● Aim of the task
Retype every record exactly as it appears.

Collected data:
· · · · ·
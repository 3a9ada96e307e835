use chrono::{DateTime, Utc};
use serde::{Deserialize, Serialize};
use ts_rs::TS;

/// 作答记录状态
///
/// 状态只能单向推进：InProgress → PendingGrade → Graded，或 InProgress → Graded。
/// 只有 Graded 状态携带分数，待批改的作答记录不可能有分数。
#[derive(Debug, Clone, PartialEq, Serialize, Deserialize, TS)]
#[serde(tag = "status", rename_all = "snake_case")]
#[ts(export, export_to = "../frontend/src/types/generated/attempt.ts")]
pub enum AttemptState {
    // 作答中
    InProgress,
    // 已提交，存在待批改答案
    PendingGrade {
        completed_at: DateTime<Utc>,
        time_spent: i32,
    },
    // 已提交且全部批改完成
    Graded {
        completed_at: DateTime<Utc>,
        time_spent: i32,
        score: i32,
        is_passed: bool,
    },
}

impl AttemptState {
    pub fn is_in_progress(&self) -> bool {
        matches!(self, AttemptState::InProgress)
    }

    pub fn is_graded(&self) -> bool {
        matches!(self, AttemptState::Graded { .. })
    }

    pub fn completed_at(&self) -> Option<DateTime<Utc>> {
        match self {
            AttemptState::InProgress => None,
            AttemptState::PendingGrade { completed_at, .. }
            | AttemptState::Graded { completed_at, .. } => Some(*completed_at),
        }
    }

    pub fn time_spent(&self) -> Option<i32> {
        match self {
            AttemptState::InProgress => None,
            AttemptState::PendingGrade { time_spent, .. }
            | AttemptState::Graded { time_spent, .. } => Some(*time_spent),
        }
    }

    pub fn score(&self) -> Option<i32> {
        match self {
            AttemptState::Graded { score, .. } => Some(*score),
            _ => None,
        }
    }

    pub fn is_passed(&self) -> Option<bool> {
        match self {
            AttemptState::Graded { is_passed, .. } => Some(*is_passed),
            _ => None,
        }
    }

    /// 从数据库的可空列还原状态
    ///
    /// 只有完成时间、分数、是否通过同时存在才视为已批改。
    pub fn from_columns(
        completed_at: Option<DateTime<Utc>>,
        time_spent: Option<i32>,
        score: Option<i32>,
        is_passed: Option<bool>,
    ) -> Self {
        match (completed_at, score, is_passed) {
            (None, _, _) => AttemptState::InProgress,
            (Some(completed_at), Some(score), Some(is_passed)) => AttemptState::Graded {
                completed_at,
                time_spent: time_spent.unwrap_or(0),
                score,
                is_passed,
            },
            (Some(completed_at), _, _) => AttemptState::PendingGrade {
                completed_at,
                time_spent: time_spent.unwrap_or(0),
            },
        }
    }
}

#[derive(Debug, Clone, Serialize, Deserialize, TS)]
#[ts(export, export_to = "../frontend/src/types/generated/attempt.ts")]
pub struct QuizAttempt {
    // 唯一 ID
    pub id: i64,
    // 测验 ID
    pub quiz_id: i64,
    // 作答用户 ID
    pub user_id: i64,
    // 第几次作答（从 1 开始）
    pub attempt_number: i32,
    // 开始时间
    pub started_at: DateTime<Utc>,
    // 状态
    pub state: AttemptState,
}

/// 答案批改结果
#[derive(Debug, Clone, Copy, PartialEq, Eq, Serialize, Deserialize, TS)]
#[serde(rename_all = "snake_case")]
#[ts(export, export_to = "../frontend/src/types/generated/attempt.ts")]
pub enum AnswerGrade {
    Ungraded,  // 待批改
    Correct,   // 正确（得满分）
    Incorrect, // 错误或部分得分
}

impl AnswerGrade {
    pub fn is_graded(self) -> bool {
        self != AnswerGrade::Ungraded
    }

    /// 对应数据库中可空的 is_correct 列
    pub fn as_is_correct(self) -> Option<bool> {
        match self {
            AnswerGrade::Ungraded => None,
            AnswerGrade::Correct => Some(true),
            AnswerGrade::Incorrect => Some(false),
        }
    }

    pub fn from_is_correct(is_correct: Option<bool>) -> Self {
        match is_correct {
            None => AnswerGrade::Ungraded,
            Some(true) => AnswerGrade::Correct,
            Some(false) => AnswerGrade::Incorrect,
        }
    }
}

#[derive(Debug, Clone, Serialize, Deserialize, TS)]
#[ts(export, export_to = "../frontend/src/types/generated/attempt.ts")]
pub struct QuizAnswer {
    pub id: i64,
    pub attempt_id: i64,
    pub question_id: i64,
    // 文本答案（简答题、问答题）
    pub text_answer: Option<String>,
    // 选择的选项（选择题、判断题）
    pub selected_option_id: Option<i64>,
    pub grade: AnswerGrade,
    pub points_awarded: i32,
    // 教师评语
    pub feedback: Option<String>,
    // 批改教师 ID（仅手动批改）
    pub graded_by: Option<i64>,
    pub graded_at: Option<DateTime<Utc>>,
    pub created_at: DateTime<Utc>,
}

#[cfg(test)]
mod tests {
    use super::*;

    #[test]
    fn test_state_from_columns() {
        let now = Utc::now();
        assert_eq!(
            AttemptState::from_columns(None, None, None, None),
            AttemptState::InProgress
        );
        assert_eq!(
            AttemptState::from_columns(Some(now), Some(7), None, None),
            AttemptState::PendingGrade {
                completed_at: now,
                time_spent: 7
            }
        );
        let graded = AttemptState::from_columns(Some(now), Some(7), Some(85), Some(true));
        assert_eq!(graded.score(), Some(85));
        assert_eq!(graded.is_passed(), Some(true));
        assert!(graded.is_graded());
    }

    #[test]
    fn test_pending_state_never_exposes_score() {
        let state = AttemptState::from_columns(Some(Utc::now()), Some(3), Some(50), None);
        assert!(!state.is_graded());
        assert_eq!(state.score(), None);
        assert_eq!(state.time_spent(), Some(3));
    }

    #[test]
    fn test_answer_grade_column_mapping() {
        for grade in [
            AnswerGrade::Ungraded,
            AnswerGrade::Correct,
            AnswerGrade::Incorrect,
        ] {
            assert_eq!(AnswerGrade::from_is_correct(grade.as_is_correct()), grade);
        }
        assert!(!AnswerGrade::Ungraded.is_graded());
    }

    #[test]
    fn test_state_serializes_with_status_tag() {
        let json = serde_json::to_value(AttemptState::InProgress).unwrap();
        assert_eq!(json["status"], "in_progress");
    }
}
· · · · ·
● Solved problem
repository 3a9ada96e307e835
use chrono::{DateTime, Utc};
use serde::{Deserialize, Serialize};
use ts_rs::TS;

/// 作答记录状态
///
/// 状态只能单向推进：InProgress → PendingGrade → Graded，或 InProgress → Graded。
/// 只有 Graded 状态携带分数，待批改的作答记录不可能有分数。
#[derive(Debug, Clone, PartialEq, Serialize, Deserialize, TS)]
#[serde(tag = "status", rename_all = "snake_case")]
#[ts(export, export_to = "../frontend/src/types/generated/attempt.ts")]
pub enum AttemptState {
    // 作答中
    InProgress,
    // 已提交，存在待批改答案
    PendingGrade {
        completed_at: DateTime<Utc>,
        time_spent: i32,
    },
    // 已提交且全部批改完成
    Graded {
        completed_at: DateTime<Utc>,
        time_spent: i32,
        score: i32,
        is_passed: bool,
    },
}

impl AttemptState {
    pub fn is_in_progress(&self) -> bool {
        matches!(self, AttemptState::InProgress)
    }

    pub fn is_graded(&self) -> bool {
        matches!(self, AttemptState::Graded { .. })
    }

    pub fn completed_at(&self) -> Option<DateTime<Utc>> {
        match self {
            AttemptState::InProgress => None,
            AttemptState::PendingGrade { completed_at, .. }
            | AttemptState::Graded { completed_at, .. } => Some(*completed_at),
        }
    }

    pub fn time_spent(&self) -> Option<i32> {
        match self {
            AttemptState::InProgress => None,
            AttemptState::PendingGrade { time_spent, .. }
            | AttemptState::Graded { time_spent, .. } => Some(*time_spent),
        }
    }

    pub fn score(&self) -> Option<i32> {
        match self {
            AttemptState::Graded { score, .. } => Some(*score),
            _ => None,
        }
    }

    pub fn is_passed(&self) -> Option<bool> {
        match self {
            AttemptState::Graded { is_passed, .. } => Some(*is_passed),
            _ => None,
        }
    }

    /// 从数据库的可空列还原状态
    ///
    /// 只有完成时间、分数、是否通过同时存在才视为已批改。
    pub fn from_columns(
        completed_at: Option<DateTime<Utc>>,
        time_spent: Option<i32>,
        score: Option<i32>,
        is_passed: Option<bool>,
    ) -> Self {
        match (completed_at, score, is_passed) {
            (None, _, _) => AttemptState::InProgress,
            (Some(completed_at), Some(score), Some(is_passed)) => AttemptState::Graded {
                completed_at,
                time_spent: time_spent.unwrap_or(0),
                score,
                is_passed,
            },
            (Some(completed_at), _, _) => AttemptState::PendingGrade {
                completed_at,
                time_spent: time_spent.unwrap_or(0),
            },
        }
    }
}

#[derive(Debug, Clone, Serialize, Deserialize, TS)]
#[ts(export, export_to = "../frontend/src/types/generated/attempt.ts")]
pub struct QuizAttempt {
    // 唯一 ID
    pub id: i64,
    // 测验 ID
    pub quiz_id: i64,
    // 作答用户 ID
    pub user_id: i64,
    // 第几次作答（从 1 开始）
    pub attempt_number: i32,
    // 开始时间
    pub started_at: DateTime<Utc>,
    // 状态
    pub state: AttemptState,
}

/// 答案批改结果
#[derive(Debug, Clone, Copy, PartialEq, Eq, Serialize, Deserialize, TS)]
#[serde(rename_all = "snake_case")]
#[ts(export, export_to = "../frontend/src/types/generated/attempt.ts")]
pub enum AnswerGrade {
    Ungraded,  // 待批改
    Correct,   // 正确（得满分）
    Incorrect, // 错误或部分得分
}

impl AnswerGrade {
    pub fn is_graded(self) -> bool {
        self != AnswerGrade::Ungraded
    }

    /// 对应数据库中可空的 is_correct 列
    pub fn as_is_correct(self) -> Option<bool> {
        match self {
            AnswerGrade::Ungraded => None,
            AnswerGrade::Correct => Some(true),
            AnswerGrade::Incorrect => Some(false),
        }
    }

    pub fn from_is_correct(is_correct: Option<bool>) -> Self {
        match is_correct {
            None => AnswerGrade::Ungraded,
            Some(true) => AnswerGrade::Correct,
            Some(false) => AnswerGrade::Incorrect,
        }
    }
}

#[derive(Debug, Clone, Serialize, Deserialize, TS)]
#[ts(export, export_to = "../frontend/src/types/generated/attempt.ts")]
pub struct QuizAnswer {
    pub id: i64,
    pub attempt_id: i64,
    pub question_id: i64,
    // 文本答案（简答题、问答题）
    pub text_answer: Option<String>,
    // 选择的选项（选择题、判断题）
    pub selected_option_id: Option<i64>,
    pub grade: AnswerGrade,
    pub points_awarded: i32,
    // 教师评语
    pub feedback: Option<String>,
    // 批改教师 ID（仅手动批改）
    pub graded_by: Option<i64>,
    pub graded_at: Option<DateTime<Utc>>,
    pub created_at: DateTime<Utc>,
}

#[cfg(test)]
mod tests {
    use super::*;

    #[test]
    fn test_state_from_columns() {
        let now = Utc::now();
        assert_eq!(
            AttemptState::from_columns(None, None, None, None),
            AttemptState::InProgress
        );
        assert_eq!(
            AttemptState::from_columns(Some(now), Some(7), None, None),
            AttemptState::PendingGrade {
                completed_at: now,
                time_spent: 7
            }
        );
        let graded = AttemptState::from_columns(Some(now), Some(7), Some(85), Some(true));
        assert_eq!(graded.score(), Some(85));
        assert_eq!(graded.is_passed(), Some(true));
        assert!(graded.is_graded());
    }

    #[test]
    fn test_pending_state_never_exposes_score() {
        let state = AttemptState::from_columns(Some(Utc::now()), Some(3), Some(50), None);
        assert!(!state.is_graded());
        assert_eq!(state.score(), None);
        assert_eq!(state.time_spent(), Some(3));
    }

    #[test]
    fn test_answer_grade_column_mapping() {
        for grade in [
            AnswerGrade::Ungraded,
            AnswerGrade::Correct,
            AnswerGrade::Incorrect,
        ] {
            assert_eq!(AnswerGrade::from_is_correct(grade.as_is_correct()), grade);
        }
        assert!(!AnswerGrade::Ungraded.is_graded());
    }

    #[test]
    fn test_state_serializes_with_status_tag() {
        let json = serde_json::to_value(AttemptState::InProgress).unwrap();
        assert_eq!(json["status"], "in_progress");
    }
}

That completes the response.